The problem: All of the data should be restated exactly as it stands.

++++ Data provided ++++

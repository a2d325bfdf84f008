//! Engine start-up errors.

use heron_config::ConfigError;
use heron_core::HeronError;
use heron_telemetry::TelemetryError;
use thiserror::Error;

/// Errors raised while building an [`Engine`](crate::Engine).
///
/// Request-time failures never surface here; the dispatcher turns them into
/// error documents.
#[derive(Debug, Error)]
pub enum EngineError {
    /// The configuration failed validation.
    #[error("invalid configuration: {0}")]
    Config(#[from] ConfigError),

    /// Resource definitions or controllers are declared incorrectly.
    #[error("invalid engine setup: {0}")]
    Setup(#[from] HeronError),

    /// Logging or metrics could not be installed.
    #[error("telemetry initialization failed: {0}")]
    Telemetry(#[from] TelemetryError),
}

/// Result alias for engine start-up.
pub type EngineResult<T> = Result<T, EngineError>;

++++

Finished task:
repository a2d325bfdf84f008
//! Engine start-up errors.

use heron_config::ConfigError;
use heron_core::HeronError;
use heron_telemetry::TelemetryError;
use thiserror::Error;

/// Errors raised while building an [`Engine`](crate::Engine).
///
/// Request-time failures never surface here; the dispatcher turns them into
/// error documents.
#[derive(Debug, Error)]
pub enum EngineError {
    /// The configuration failed validation.
    #[error("invalid configuration: {0}")]
    Config(#[from] ConfigError),

    /// Resource definitions or controllers are declared incorrectly.
    #[error("invalid engine setup: {0}")]
    Setup(#[from] HeronError),

    /// Logging or metrics could not be installed.
    #[error("telemetry initialization failed: {0}")]
    Telemetry(#[from] TelemetryError),
}

/// Result alias for engine start-up.
pub type EngineResult<T> = Result<T, EngineError>;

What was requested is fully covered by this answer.